- _WHAT IS EXPECTED_:
Look below for the lines from the one with "let records: Vec<FileRecord>" to the one with "let top: Vec<WordFrequency>", and copy exactly those lines, both ends included.

(Stored data)
━━━━━━━━━━━━━━━━━━━━

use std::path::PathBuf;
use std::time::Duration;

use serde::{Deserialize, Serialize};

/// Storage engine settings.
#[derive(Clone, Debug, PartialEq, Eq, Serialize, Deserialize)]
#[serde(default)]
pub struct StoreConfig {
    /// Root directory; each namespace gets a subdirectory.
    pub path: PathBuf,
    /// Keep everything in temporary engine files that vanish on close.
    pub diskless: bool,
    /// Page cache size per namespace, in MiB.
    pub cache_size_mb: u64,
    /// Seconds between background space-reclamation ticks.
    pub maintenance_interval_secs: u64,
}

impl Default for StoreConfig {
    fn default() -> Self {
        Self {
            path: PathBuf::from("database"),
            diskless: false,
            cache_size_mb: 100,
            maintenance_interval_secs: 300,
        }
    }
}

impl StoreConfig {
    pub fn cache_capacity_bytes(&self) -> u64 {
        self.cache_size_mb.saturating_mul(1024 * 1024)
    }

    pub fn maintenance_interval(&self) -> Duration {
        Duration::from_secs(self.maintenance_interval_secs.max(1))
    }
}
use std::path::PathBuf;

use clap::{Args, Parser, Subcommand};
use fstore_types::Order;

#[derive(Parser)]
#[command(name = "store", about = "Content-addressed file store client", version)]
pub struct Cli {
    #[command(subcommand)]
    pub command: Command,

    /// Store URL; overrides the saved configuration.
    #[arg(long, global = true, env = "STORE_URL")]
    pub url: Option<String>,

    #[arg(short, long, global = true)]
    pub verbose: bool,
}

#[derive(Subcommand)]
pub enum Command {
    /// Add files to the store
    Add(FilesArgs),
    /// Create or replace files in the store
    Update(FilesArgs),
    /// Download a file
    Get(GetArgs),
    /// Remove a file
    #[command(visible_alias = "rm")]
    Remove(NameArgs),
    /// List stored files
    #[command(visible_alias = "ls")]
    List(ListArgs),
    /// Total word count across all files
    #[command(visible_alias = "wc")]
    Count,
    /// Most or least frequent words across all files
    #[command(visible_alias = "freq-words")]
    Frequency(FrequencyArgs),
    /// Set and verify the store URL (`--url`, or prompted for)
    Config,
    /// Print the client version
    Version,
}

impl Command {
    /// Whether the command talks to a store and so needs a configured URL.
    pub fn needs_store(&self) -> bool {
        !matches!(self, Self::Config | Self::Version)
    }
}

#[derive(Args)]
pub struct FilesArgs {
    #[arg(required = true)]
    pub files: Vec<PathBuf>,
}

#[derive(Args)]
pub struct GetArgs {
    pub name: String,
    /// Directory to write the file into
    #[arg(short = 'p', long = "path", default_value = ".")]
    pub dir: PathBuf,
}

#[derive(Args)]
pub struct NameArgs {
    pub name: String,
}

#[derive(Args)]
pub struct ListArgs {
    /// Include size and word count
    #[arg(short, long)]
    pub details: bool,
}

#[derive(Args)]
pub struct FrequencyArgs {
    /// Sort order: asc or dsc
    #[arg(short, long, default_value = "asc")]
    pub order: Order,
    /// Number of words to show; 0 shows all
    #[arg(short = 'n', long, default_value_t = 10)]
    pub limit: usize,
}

━━━━━━━━━━━━━━━━━━━━

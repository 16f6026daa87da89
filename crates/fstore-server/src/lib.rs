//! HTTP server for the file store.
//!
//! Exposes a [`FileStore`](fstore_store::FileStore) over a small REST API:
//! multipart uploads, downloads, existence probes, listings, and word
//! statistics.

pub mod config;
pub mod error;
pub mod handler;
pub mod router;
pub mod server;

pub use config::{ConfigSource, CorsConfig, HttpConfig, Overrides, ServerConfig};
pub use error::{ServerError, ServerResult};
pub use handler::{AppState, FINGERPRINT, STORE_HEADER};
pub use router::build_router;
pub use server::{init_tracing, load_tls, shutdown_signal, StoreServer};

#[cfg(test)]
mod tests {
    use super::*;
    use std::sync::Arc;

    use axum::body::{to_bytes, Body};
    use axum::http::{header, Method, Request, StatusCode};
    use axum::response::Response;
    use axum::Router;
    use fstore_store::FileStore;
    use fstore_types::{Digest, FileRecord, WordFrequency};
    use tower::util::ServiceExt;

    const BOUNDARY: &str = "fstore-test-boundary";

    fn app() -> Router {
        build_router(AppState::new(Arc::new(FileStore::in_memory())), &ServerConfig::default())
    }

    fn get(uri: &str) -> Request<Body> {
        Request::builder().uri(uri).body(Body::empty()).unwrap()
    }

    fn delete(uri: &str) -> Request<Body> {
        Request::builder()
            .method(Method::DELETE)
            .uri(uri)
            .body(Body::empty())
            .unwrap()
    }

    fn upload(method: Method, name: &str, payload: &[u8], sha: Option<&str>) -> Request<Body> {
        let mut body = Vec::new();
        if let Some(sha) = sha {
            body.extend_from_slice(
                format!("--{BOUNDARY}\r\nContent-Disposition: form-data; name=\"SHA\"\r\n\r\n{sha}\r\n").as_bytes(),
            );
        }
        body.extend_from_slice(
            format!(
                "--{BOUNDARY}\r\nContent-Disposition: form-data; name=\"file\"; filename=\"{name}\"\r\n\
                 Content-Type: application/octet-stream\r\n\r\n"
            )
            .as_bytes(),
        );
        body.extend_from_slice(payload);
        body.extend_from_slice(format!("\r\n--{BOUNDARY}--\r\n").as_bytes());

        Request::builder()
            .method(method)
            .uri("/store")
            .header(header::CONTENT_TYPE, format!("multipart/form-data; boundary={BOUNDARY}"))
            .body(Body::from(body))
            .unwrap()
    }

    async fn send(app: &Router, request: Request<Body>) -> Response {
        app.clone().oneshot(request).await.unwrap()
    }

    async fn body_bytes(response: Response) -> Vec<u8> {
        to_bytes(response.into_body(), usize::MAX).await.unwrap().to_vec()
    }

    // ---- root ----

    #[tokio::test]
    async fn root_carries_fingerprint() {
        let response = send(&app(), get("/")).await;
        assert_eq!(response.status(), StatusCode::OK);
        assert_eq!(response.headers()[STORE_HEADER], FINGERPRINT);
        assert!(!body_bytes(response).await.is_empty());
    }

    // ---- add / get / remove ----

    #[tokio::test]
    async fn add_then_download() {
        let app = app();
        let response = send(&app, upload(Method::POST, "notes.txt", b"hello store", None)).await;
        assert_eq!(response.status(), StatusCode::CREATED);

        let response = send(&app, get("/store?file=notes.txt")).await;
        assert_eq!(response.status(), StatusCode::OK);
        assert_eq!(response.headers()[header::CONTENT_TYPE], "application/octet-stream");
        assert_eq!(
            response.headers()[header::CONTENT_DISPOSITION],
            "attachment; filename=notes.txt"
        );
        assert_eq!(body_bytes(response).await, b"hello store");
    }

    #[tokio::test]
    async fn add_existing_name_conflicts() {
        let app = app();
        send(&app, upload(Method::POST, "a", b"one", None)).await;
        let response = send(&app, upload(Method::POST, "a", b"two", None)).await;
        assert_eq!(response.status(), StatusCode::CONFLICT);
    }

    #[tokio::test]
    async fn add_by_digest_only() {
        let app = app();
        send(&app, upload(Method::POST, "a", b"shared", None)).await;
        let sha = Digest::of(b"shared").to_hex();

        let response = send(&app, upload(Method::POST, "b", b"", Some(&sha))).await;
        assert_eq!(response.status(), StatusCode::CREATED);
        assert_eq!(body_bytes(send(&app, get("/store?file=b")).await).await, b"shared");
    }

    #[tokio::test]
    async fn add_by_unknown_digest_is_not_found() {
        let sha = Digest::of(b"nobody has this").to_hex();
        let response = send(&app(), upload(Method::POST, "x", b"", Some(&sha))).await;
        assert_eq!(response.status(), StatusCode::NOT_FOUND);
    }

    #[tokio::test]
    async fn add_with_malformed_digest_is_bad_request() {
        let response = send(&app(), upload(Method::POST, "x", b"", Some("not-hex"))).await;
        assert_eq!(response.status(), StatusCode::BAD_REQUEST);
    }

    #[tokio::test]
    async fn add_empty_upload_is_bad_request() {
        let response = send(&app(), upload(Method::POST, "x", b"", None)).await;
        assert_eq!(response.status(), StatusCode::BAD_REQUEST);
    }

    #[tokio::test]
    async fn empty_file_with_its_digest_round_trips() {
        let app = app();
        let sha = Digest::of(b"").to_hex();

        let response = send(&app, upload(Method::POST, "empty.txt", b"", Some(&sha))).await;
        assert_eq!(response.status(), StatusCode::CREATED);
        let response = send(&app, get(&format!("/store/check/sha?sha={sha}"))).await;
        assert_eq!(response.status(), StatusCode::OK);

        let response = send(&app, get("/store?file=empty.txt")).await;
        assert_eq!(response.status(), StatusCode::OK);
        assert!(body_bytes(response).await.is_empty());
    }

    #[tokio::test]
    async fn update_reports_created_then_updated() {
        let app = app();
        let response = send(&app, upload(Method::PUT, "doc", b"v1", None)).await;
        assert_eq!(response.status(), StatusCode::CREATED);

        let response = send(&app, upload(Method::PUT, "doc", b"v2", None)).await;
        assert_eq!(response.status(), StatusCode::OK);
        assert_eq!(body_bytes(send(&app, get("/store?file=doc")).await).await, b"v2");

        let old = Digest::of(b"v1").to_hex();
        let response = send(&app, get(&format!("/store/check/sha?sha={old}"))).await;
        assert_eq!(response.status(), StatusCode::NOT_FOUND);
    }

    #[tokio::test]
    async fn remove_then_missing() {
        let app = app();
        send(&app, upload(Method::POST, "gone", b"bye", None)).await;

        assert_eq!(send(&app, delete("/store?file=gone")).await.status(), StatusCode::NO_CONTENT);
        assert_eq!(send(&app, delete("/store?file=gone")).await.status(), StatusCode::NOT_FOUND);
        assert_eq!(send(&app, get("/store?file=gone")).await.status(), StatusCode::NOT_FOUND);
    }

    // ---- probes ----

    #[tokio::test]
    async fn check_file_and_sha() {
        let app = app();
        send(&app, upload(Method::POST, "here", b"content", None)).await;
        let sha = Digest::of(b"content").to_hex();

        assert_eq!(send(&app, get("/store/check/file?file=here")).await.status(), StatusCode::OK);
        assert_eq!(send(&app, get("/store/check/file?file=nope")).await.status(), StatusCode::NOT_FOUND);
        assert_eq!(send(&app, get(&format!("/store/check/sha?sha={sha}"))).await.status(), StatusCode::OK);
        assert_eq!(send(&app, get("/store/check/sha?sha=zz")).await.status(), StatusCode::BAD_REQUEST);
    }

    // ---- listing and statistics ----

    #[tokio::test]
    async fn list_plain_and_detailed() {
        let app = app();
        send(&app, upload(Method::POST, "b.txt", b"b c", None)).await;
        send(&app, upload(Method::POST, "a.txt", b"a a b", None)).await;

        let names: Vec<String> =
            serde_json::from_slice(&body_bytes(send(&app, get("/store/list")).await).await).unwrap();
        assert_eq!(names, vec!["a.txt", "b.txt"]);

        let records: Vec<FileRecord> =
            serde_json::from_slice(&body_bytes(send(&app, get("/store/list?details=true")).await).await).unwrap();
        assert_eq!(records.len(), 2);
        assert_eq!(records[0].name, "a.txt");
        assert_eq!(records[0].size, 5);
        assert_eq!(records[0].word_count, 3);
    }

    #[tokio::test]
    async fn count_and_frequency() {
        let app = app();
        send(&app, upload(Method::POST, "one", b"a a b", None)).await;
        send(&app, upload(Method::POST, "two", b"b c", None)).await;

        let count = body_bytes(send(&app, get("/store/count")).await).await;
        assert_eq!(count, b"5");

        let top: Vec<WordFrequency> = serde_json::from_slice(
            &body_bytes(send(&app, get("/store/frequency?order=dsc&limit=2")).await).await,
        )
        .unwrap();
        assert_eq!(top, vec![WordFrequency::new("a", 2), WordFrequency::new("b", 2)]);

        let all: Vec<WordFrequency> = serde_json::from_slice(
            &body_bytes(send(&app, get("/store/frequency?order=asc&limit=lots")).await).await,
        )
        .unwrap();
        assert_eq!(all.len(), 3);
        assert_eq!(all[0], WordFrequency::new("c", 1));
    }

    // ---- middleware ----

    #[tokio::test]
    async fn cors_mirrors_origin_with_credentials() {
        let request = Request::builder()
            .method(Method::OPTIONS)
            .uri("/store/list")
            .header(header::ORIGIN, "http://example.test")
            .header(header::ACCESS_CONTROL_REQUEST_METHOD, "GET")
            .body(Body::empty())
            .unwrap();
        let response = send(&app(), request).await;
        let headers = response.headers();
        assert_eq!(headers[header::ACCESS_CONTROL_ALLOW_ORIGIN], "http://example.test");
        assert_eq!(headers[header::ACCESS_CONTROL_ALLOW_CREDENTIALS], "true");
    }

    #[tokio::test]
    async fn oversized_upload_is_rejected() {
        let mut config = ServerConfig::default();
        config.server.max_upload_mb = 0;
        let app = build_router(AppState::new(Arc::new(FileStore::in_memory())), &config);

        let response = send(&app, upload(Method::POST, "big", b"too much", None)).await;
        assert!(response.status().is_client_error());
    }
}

━━━━━━━━━━━━━━━━━━━━

- _ANSWER SECTION_:
        let records: Vec<FileRecord> =
            serde_json::from_slice(&body_bytes(send(&app, get("/store/list?details=true")).await).await).unwrap();
        assert_eq!(records.len(), 2);
        assert_eq!(records[0].name, "a.txt");
        assert_eq!(records[0].size, 5);
        assert_eq!(records[0].word_count, 3);
    }

    #[tokio::test]
    async fn count_and_frequency() {
        let app = app();
        send(&app, upload(Method::POST, "one", b"a a b", None)).await;
        send(&app, upload(Method::POST, "two", b"b c", None)).await;

        let count = body_bytes(send(&app, get("/store/count")).await).await;
        assert_eq!(count, b"5");

        let top: Vec<WordFrequency> = serde_json::from_slice(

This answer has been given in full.